__THE RECORDS__.
***

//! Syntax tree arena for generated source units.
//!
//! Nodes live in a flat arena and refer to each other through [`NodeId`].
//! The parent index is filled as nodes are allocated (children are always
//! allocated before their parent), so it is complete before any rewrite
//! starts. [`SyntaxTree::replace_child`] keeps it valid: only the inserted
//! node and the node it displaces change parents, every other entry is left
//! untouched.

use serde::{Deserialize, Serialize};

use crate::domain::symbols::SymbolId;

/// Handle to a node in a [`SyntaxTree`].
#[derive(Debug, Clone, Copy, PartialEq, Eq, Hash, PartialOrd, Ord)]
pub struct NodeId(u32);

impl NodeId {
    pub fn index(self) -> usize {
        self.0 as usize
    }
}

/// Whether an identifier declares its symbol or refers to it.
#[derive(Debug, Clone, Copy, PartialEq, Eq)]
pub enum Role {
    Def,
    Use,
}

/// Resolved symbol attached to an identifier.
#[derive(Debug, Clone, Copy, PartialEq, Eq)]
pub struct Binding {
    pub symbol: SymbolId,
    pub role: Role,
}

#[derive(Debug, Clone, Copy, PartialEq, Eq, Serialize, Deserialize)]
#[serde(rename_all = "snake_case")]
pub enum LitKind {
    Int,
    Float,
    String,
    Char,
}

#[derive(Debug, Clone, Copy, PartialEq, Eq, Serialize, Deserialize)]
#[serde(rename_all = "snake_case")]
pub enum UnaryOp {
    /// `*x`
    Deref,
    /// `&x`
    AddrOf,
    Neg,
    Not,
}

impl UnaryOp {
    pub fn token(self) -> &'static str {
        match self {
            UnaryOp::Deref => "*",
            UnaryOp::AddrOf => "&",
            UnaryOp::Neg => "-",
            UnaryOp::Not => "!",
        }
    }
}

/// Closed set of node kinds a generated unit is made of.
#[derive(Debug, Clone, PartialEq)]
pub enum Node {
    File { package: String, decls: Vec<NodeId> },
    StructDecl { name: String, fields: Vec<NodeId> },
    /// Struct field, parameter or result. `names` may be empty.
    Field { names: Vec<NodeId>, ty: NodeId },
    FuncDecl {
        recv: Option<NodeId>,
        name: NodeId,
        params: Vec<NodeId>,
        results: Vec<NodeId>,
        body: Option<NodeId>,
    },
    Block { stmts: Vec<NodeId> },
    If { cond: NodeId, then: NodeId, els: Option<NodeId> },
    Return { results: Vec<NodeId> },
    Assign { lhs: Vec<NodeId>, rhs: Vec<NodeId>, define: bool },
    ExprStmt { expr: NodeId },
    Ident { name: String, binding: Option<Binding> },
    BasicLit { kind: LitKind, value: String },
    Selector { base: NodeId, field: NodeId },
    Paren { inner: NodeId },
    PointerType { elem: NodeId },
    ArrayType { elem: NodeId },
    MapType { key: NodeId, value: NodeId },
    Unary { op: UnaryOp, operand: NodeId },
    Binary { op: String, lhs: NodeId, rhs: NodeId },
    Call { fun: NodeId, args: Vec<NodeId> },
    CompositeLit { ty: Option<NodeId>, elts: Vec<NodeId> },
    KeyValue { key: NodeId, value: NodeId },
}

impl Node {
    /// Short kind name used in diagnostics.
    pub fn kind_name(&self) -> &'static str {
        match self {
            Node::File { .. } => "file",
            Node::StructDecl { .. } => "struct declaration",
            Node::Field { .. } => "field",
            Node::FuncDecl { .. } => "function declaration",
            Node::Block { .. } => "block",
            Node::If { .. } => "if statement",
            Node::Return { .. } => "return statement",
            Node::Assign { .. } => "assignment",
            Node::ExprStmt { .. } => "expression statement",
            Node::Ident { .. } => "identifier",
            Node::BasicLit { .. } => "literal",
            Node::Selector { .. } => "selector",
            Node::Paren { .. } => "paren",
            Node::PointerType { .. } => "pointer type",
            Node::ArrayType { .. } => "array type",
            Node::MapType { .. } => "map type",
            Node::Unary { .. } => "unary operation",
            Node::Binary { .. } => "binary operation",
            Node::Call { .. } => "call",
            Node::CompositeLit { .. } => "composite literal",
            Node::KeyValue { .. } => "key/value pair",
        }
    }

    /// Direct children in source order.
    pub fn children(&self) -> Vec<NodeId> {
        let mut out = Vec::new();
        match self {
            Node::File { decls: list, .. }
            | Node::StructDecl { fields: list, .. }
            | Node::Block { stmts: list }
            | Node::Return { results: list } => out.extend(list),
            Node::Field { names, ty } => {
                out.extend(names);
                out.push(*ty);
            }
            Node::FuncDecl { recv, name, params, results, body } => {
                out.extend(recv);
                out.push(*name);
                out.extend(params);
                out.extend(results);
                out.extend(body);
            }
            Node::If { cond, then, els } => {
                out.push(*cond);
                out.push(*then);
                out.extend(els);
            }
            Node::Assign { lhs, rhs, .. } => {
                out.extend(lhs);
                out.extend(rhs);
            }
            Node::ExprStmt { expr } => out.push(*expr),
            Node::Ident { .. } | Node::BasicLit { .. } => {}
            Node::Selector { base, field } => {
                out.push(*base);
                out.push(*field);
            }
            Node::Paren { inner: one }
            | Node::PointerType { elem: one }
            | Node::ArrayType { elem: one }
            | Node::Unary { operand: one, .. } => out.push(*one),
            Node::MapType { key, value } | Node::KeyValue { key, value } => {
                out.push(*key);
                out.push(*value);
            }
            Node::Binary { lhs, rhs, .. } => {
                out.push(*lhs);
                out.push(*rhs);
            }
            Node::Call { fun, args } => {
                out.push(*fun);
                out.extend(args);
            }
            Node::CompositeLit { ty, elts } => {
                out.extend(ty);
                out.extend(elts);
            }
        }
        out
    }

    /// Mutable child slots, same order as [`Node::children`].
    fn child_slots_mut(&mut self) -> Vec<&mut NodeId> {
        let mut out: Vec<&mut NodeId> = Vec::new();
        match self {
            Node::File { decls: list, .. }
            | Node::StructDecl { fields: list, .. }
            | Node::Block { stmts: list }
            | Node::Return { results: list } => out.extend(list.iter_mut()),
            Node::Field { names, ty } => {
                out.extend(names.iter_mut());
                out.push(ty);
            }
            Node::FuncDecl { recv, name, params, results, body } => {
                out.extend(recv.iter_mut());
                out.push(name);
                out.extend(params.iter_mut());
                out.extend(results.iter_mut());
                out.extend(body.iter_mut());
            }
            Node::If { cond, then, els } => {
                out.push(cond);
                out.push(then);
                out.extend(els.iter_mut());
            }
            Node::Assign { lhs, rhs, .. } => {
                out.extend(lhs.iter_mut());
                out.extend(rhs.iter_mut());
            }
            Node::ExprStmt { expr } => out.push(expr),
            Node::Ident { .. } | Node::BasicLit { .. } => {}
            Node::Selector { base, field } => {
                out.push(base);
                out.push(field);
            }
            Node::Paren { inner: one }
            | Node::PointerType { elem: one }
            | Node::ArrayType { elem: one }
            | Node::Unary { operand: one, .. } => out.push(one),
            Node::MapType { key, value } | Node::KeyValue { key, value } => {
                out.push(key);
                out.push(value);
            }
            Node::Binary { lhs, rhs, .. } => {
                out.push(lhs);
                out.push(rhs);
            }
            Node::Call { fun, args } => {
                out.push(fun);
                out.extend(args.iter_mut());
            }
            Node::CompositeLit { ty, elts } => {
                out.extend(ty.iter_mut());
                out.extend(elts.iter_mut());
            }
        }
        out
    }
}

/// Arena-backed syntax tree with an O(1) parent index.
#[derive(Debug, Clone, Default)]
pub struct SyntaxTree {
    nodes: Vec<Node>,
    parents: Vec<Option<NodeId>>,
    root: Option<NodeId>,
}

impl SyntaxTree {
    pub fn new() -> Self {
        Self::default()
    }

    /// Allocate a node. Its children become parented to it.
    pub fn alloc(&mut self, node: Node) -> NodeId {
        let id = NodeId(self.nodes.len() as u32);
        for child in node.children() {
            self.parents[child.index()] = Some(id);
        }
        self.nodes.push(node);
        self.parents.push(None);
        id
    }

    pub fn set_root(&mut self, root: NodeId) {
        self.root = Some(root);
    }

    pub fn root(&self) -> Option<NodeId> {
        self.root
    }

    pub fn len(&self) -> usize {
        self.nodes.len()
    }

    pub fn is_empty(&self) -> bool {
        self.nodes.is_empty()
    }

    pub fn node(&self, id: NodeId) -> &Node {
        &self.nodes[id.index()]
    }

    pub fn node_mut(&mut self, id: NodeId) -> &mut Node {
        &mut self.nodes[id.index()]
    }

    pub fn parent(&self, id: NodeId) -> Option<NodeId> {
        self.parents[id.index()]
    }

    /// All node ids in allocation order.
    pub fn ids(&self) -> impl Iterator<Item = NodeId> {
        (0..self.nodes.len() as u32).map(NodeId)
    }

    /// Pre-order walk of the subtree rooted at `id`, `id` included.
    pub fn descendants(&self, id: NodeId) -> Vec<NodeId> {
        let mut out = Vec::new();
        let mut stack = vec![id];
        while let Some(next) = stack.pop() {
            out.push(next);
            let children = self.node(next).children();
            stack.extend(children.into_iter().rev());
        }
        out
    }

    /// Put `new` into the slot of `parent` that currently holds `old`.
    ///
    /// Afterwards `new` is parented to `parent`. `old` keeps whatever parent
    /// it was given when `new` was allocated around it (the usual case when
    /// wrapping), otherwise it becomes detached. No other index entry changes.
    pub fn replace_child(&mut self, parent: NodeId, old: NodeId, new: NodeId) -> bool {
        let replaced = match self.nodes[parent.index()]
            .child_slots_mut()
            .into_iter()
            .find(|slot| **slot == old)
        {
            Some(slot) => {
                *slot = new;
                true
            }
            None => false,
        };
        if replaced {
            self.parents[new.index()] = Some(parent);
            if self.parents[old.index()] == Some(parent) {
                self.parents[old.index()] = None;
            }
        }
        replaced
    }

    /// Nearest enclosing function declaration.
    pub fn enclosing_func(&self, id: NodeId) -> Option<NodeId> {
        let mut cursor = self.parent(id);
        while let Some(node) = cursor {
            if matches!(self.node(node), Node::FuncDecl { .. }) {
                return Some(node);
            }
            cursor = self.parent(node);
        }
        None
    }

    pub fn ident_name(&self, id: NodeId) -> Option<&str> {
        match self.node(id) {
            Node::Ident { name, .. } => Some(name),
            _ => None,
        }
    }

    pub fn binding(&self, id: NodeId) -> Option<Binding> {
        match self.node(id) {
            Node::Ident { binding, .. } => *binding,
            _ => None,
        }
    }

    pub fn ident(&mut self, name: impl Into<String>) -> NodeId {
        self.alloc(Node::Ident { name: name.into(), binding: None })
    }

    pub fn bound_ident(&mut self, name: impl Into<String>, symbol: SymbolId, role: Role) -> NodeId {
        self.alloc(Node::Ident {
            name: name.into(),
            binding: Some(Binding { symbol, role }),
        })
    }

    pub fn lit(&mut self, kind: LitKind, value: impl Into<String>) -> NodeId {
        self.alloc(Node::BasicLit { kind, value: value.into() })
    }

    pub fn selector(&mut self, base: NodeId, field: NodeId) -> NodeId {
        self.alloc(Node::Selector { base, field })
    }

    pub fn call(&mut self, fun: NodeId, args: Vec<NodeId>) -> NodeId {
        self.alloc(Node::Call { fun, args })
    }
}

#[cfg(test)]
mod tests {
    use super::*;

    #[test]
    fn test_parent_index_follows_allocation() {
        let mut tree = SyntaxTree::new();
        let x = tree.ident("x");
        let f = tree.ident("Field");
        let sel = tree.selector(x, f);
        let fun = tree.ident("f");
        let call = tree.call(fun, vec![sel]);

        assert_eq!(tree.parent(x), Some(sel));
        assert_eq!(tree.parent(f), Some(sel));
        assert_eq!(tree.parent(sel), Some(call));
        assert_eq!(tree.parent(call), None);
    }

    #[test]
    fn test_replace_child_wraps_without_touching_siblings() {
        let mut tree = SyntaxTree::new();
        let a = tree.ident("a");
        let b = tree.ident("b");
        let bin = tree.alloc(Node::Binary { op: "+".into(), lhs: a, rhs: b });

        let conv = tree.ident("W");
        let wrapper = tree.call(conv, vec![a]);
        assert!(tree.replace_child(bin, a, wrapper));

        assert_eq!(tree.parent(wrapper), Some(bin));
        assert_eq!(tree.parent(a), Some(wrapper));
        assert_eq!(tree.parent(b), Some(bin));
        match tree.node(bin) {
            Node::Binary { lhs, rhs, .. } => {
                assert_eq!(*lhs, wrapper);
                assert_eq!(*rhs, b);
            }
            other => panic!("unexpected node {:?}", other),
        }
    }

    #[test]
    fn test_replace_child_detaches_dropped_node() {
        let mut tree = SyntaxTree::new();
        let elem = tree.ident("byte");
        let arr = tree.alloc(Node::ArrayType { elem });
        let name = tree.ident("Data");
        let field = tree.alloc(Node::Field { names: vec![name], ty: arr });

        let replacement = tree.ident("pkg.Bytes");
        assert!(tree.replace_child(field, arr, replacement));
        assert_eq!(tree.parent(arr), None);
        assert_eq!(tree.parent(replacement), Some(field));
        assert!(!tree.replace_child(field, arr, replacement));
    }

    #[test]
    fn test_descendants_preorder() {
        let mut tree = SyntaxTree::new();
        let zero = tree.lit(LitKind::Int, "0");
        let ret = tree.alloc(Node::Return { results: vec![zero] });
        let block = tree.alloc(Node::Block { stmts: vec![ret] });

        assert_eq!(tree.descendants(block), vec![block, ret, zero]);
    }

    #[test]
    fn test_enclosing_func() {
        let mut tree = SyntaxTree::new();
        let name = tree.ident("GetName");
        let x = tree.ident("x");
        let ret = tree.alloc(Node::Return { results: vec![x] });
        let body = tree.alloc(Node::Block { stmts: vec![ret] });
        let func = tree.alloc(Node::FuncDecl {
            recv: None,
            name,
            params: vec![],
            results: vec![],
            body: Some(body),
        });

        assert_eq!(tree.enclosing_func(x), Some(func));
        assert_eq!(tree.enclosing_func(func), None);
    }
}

***

__EXERCISE AIM__. Among the entries, count how many lines hold the string "recv", then state only that number.

__OUTPUT OF THE EXERCISE__. 6